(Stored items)
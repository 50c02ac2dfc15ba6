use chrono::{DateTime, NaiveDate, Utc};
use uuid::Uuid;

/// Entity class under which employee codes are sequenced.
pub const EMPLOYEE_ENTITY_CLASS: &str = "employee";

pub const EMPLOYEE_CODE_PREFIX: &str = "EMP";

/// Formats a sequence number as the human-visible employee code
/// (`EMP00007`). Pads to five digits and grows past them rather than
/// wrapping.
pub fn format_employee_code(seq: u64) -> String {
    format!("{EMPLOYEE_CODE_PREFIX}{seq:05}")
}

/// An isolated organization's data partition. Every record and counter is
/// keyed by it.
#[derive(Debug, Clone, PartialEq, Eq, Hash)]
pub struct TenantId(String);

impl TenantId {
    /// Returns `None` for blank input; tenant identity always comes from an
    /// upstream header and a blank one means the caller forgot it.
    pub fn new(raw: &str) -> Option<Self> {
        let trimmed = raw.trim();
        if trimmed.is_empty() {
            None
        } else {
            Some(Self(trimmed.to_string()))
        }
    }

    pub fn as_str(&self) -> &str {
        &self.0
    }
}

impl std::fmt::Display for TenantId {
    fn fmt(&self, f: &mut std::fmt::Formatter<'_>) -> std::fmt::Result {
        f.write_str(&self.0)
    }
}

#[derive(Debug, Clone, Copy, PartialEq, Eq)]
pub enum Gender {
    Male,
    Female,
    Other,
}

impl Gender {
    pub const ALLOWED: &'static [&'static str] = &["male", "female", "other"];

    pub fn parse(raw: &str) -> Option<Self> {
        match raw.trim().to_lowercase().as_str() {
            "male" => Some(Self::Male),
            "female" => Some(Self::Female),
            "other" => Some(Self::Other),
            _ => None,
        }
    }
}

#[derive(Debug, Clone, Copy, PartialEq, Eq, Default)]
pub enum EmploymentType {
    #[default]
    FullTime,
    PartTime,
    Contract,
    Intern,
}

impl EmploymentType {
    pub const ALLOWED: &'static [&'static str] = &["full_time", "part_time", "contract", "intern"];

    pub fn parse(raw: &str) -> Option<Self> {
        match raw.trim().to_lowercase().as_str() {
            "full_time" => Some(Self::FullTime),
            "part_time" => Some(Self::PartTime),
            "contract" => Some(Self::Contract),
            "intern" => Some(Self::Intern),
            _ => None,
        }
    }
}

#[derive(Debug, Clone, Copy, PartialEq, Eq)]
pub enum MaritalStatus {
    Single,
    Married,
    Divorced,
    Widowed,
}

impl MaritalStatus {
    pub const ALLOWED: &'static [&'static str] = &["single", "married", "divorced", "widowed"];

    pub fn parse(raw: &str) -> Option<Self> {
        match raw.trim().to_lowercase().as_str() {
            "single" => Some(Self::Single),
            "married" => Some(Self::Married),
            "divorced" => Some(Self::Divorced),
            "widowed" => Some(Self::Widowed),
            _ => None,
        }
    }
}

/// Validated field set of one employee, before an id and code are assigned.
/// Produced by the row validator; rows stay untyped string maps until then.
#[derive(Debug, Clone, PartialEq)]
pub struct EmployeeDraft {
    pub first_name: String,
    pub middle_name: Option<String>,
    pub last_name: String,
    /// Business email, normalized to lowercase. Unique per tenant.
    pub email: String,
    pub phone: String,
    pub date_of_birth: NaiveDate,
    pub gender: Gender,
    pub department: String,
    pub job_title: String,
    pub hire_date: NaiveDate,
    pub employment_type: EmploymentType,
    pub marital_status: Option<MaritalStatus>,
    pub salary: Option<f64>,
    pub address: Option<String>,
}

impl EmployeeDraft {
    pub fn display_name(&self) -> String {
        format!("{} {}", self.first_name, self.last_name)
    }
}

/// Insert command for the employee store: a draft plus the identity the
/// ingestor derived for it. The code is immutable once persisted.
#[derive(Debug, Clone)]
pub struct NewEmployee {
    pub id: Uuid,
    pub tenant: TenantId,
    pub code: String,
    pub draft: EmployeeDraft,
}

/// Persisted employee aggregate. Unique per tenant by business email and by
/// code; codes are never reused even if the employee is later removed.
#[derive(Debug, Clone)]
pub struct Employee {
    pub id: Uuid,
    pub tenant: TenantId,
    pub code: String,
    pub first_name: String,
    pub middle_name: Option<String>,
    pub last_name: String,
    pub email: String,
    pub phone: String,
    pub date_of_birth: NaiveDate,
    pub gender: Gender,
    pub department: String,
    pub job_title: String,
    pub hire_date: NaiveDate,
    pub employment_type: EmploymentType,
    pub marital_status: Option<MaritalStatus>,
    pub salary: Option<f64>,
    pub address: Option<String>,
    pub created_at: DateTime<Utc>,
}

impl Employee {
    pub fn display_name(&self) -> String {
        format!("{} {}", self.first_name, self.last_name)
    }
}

==

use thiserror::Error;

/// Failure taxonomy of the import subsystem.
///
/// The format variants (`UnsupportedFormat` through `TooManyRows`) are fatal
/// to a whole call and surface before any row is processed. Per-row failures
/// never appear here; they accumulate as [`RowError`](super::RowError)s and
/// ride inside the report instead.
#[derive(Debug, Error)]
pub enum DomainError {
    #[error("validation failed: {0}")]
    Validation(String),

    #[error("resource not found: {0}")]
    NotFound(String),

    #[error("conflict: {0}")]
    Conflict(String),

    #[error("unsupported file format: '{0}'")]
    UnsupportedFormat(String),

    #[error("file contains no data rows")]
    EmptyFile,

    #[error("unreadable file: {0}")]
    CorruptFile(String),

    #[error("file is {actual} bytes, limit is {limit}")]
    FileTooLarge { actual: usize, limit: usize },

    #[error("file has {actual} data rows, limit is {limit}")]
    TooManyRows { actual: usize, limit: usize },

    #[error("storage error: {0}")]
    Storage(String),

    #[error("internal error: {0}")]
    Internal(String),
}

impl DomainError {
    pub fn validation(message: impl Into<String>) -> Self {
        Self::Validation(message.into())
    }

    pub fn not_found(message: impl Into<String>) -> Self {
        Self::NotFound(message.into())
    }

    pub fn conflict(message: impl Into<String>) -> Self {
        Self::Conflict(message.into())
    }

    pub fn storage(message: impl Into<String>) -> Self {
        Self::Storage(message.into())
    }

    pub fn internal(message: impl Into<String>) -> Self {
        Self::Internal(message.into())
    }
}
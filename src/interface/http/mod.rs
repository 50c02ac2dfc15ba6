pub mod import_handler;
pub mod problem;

==

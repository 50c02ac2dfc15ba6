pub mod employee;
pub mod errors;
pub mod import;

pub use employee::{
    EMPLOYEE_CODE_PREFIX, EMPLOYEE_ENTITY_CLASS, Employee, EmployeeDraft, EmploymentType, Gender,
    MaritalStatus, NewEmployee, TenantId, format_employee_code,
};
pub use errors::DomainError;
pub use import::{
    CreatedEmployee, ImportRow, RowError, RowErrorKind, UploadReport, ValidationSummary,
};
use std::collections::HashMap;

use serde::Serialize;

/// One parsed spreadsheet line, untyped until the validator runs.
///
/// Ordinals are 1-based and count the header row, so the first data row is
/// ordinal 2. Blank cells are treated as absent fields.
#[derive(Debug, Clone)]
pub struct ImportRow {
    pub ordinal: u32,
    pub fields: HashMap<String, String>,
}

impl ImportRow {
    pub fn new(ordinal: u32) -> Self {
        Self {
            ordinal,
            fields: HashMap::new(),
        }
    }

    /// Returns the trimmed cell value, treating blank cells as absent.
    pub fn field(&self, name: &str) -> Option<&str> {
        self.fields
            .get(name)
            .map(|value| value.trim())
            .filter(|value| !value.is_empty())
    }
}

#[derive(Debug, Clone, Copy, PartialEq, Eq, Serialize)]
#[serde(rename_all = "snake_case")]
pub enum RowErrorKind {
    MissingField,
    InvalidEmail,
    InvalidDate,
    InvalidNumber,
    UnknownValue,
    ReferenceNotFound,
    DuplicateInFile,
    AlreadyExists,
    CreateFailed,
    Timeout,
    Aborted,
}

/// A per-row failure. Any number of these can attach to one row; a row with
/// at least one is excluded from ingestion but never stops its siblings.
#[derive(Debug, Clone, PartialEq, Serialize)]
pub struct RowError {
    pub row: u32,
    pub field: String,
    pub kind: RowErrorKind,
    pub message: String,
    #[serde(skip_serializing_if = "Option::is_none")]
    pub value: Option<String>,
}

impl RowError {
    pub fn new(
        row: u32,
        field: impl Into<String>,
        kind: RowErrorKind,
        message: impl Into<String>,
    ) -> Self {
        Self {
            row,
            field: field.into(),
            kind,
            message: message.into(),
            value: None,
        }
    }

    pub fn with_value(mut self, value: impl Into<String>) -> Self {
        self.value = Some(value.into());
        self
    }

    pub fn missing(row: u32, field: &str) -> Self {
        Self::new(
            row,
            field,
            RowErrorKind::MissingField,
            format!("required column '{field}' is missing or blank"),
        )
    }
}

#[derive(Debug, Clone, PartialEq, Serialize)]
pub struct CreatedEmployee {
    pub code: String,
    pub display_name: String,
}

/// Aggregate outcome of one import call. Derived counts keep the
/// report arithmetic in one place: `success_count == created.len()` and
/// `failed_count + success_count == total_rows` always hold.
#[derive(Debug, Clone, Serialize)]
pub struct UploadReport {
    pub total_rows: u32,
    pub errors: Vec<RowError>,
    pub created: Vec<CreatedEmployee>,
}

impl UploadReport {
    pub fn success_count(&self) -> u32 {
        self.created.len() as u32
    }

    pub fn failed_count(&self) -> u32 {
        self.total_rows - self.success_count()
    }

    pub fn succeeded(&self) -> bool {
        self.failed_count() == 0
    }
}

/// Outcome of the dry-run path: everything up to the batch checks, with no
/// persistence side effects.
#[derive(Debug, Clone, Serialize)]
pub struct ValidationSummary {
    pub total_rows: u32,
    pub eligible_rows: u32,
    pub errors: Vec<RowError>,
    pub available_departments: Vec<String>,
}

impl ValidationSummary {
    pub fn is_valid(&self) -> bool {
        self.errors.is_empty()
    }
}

DESCRIPTION OF THE TASK: Above are the records; report how many of their lines hold the string "from", with no other words.

YOUR RESPONSE: 2